Assigned task:
Among the entries that follow, find the lines containing the string "opening" and copy them.

Stored data
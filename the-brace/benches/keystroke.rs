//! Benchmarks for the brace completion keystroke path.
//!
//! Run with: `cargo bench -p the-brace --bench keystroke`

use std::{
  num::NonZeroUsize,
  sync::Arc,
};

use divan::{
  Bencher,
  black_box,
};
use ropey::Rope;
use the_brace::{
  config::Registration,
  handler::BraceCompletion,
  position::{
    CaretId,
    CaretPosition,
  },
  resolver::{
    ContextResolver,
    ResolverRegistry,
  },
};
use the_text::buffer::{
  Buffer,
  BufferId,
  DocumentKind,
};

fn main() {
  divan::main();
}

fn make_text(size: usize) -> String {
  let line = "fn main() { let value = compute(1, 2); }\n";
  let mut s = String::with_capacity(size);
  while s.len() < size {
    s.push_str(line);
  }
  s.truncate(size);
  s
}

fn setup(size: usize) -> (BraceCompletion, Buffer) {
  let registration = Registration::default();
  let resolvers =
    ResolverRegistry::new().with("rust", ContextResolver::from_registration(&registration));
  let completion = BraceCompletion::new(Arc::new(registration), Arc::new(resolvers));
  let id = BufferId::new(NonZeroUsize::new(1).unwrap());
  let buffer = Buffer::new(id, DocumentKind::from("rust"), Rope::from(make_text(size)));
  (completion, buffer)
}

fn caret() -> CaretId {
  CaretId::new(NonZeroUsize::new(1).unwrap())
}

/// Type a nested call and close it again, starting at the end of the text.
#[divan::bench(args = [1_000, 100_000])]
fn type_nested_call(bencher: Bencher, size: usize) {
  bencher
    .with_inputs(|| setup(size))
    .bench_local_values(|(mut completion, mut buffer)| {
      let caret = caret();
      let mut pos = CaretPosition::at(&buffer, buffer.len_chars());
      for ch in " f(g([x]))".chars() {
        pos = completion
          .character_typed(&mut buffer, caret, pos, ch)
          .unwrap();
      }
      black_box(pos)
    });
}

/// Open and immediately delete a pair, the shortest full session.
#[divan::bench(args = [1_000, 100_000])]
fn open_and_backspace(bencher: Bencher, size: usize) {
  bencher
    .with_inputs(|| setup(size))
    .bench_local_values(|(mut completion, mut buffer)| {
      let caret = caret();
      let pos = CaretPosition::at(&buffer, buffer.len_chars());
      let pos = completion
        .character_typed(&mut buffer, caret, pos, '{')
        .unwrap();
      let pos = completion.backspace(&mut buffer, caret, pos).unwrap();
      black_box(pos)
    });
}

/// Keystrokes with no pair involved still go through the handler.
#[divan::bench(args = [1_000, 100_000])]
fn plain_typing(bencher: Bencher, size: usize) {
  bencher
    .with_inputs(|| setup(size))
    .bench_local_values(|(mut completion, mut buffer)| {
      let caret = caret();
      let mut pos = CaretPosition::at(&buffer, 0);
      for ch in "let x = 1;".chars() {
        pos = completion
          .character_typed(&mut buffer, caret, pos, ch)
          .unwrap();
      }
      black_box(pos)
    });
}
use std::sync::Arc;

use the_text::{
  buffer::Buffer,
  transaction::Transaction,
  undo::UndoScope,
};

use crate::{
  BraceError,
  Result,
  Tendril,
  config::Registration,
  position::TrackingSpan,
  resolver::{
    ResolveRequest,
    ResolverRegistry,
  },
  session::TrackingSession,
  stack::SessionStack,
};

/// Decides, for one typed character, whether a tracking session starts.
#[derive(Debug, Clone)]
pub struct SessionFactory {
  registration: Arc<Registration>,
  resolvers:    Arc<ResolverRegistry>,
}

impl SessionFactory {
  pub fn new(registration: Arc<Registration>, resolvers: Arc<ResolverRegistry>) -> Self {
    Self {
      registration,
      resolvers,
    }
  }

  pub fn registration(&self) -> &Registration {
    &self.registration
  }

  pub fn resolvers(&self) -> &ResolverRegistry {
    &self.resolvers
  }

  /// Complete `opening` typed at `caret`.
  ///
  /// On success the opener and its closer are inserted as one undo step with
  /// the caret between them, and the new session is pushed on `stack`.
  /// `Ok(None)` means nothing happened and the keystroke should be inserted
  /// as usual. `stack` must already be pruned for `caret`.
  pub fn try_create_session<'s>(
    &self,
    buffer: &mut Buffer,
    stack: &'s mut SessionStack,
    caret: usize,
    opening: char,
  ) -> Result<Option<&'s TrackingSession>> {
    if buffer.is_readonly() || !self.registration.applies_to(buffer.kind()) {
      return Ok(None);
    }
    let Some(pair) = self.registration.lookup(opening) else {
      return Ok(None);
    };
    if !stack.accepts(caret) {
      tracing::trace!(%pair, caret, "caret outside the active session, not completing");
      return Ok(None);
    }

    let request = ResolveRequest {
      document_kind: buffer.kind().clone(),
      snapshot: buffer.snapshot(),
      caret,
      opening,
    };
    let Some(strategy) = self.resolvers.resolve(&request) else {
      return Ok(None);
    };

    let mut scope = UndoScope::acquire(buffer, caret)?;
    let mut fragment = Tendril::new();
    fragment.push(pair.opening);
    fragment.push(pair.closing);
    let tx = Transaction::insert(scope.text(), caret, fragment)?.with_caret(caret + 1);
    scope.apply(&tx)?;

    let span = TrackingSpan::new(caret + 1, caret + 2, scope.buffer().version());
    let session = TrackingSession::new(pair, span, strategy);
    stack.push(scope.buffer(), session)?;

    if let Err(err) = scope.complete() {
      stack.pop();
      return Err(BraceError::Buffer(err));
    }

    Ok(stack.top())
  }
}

--

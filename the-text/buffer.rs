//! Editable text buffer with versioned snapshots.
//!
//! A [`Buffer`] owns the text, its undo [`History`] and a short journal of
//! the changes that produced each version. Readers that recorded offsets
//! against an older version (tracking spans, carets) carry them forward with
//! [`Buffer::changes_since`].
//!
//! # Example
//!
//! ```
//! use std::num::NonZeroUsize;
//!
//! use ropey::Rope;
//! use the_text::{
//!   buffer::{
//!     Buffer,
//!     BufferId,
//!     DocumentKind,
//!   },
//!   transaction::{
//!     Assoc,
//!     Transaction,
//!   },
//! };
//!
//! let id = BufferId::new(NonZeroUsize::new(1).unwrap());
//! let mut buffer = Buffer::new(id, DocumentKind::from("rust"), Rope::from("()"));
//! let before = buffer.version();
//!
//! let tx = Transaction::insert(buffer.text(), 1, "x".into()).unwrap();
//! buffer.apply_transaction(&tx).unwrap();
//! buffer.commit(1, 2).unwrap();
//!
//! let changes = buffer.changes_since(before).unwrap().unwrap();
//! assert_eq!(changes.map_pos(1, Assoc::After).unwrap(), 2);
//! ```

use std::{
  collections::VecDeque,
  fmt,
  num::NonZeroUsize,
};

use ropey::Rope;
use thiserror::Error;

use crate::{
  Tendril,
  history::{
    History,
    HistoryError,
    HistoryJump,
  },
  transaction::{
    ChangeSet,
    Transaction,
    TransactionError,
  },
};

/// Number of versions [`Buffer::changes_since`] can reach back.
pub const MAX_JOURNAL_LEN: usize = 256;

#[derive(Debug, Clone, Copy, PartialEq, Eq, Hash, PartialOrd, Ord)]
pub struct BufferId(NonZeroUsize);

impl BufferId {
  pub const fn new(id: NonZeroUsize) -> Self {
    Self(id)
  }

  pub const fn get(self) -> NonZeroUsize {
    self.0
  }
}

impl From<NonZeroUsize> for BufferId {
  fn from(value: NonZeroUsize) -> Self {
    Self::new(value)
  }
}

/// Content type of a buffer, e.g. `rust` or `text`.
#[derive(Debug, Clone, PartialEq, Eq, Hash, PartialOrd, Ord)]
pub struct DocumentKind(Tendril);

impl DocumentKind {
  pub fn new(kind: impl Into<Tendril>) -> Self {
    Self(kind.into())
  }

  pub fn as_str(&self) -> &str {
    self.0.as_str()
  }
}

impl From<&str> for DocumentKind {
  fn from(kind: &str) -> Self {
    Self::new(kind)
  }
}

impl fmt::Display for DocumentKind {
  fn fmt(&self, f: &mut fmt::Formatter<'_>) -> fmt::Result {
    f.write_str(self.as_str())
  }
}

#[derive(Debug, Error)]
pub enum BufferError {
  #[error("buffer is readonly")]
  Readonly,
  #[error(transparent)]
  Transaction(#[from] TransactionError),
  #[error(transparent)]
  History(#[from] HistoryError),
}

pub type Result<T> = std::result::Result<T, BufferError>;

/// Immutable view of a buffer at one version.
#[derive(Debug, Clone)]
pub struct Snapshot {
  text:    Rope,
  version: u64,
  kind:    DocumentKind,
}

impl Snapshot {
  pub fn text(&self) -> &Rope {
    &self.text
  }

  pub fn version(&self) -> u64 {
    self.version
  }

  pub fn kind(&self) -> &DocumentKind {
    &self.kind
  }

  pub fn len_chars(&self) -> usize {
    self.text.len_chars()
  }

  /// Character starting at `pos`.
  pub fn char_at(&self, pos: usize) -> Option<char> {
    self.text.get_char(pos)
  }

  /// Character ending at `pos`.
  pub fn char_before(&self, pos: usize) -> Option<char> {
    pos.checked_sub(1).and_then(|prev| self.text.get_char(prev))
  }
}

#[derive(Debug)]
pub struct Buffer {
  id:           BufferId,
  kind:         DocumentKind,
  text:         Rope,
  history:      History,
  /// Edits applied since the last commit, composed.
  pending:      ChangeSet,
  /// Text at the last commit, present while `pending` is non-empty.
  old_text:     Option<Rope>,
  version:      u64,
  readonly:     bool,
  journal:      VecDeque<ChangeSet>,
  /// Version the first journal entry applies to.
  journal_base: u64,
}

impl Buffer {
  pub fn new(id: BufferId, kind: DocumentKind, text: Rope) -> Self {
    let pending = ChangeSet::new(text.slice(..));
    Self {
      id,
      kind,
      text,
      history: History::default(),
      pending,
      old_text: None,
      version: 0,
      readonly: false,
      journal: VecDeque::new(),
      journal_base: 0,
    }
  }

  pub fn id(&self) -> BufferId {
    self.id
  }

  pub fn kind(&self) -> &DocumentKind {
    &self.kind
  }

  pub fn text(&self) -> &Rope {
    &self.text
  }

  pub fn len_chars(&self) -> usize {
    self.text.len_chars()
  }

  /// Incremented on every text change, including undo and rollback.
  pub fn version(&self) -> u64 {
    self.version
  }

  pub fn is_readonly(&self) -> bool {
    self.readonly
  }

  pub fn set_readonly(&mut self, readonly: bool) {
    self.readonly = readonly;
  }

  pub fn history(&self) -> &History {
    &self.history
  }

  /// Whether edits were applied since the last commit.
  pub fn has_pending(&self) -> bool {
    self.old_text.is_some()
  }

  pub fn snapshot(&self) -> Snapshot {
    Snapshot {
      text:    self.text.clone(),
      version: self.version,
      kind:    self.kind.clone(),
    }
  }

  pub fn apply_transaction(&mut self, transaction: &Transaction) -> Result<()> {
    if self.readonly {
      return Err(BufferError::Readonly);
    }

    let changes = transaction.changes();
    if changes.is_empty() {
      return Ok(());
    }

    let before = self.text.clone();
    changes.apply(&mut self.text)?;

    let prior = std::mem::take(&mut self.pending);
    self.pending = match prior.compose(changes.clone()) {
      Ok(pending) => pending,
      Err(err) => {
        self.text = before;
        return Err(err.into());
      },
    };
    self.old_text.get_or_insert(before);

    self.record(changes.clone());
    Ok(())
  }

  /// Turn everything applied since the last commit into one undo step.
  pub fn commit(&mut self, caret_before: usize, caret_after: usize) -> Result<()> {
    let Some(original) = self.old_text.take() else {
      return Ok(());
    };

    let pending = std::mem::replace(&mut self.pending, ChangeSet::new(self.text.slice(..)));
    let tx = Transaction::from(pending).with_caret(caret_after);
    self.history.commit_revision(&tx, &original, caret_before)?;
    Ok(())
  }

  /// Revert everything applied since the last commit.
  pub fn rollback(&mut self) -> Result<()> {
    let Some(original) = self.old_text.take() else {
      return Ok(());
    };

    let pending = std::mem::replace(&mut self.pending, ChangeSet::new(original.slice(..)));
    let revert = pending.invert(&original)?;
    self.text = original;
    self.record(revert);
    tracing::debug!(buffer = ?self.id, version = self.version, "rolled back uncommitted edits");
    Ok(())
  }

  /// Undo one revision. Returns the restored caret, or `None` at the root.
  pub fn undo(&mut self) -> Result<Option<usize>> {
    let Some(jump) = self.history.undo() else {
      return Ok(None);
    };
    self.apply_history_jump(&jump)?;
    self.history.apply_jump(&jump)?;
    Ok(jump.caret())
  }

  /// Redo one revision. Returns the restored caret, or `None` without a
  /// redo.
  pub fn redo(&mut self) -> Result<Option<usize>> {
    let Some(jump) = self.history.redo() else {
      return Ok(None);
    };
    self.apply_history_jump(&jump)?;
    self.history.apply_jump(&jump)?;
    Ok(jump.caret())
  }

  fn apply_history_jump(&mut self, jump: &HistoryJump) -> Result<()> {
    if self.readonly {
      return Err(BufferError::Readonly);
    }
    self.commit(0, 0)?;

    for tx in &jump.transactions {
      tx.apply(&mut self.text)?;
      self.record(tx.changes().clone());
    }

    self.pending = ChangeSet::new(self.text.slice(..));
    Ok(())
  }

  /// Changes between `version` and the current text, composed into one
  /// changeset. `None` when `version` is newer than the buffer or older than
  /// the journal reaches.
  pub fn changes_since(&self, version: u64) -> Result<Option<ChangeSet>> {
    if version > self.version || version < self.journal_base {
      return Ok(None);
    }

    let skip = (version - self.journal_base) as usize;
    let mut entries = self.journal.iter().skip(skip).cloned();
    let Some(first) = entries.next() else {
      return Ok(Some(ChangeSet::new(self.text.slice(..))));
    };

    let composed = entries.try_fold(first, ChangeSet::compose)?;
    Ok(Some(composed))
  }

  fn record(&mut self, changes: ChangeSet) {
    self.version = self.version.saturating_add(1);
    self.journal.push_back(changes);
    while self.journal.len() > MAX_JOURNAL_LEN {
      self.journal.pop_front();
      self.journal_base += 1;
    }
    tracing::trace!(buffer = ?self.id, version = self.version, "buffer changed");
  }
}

Answer to this exercise:
  /// Complete `opening` typed at `caret`.
    opening: char,
    let Some(pair) = self.registration.lookup(opening) else {
      opening,
    fragment.push(pair.opening);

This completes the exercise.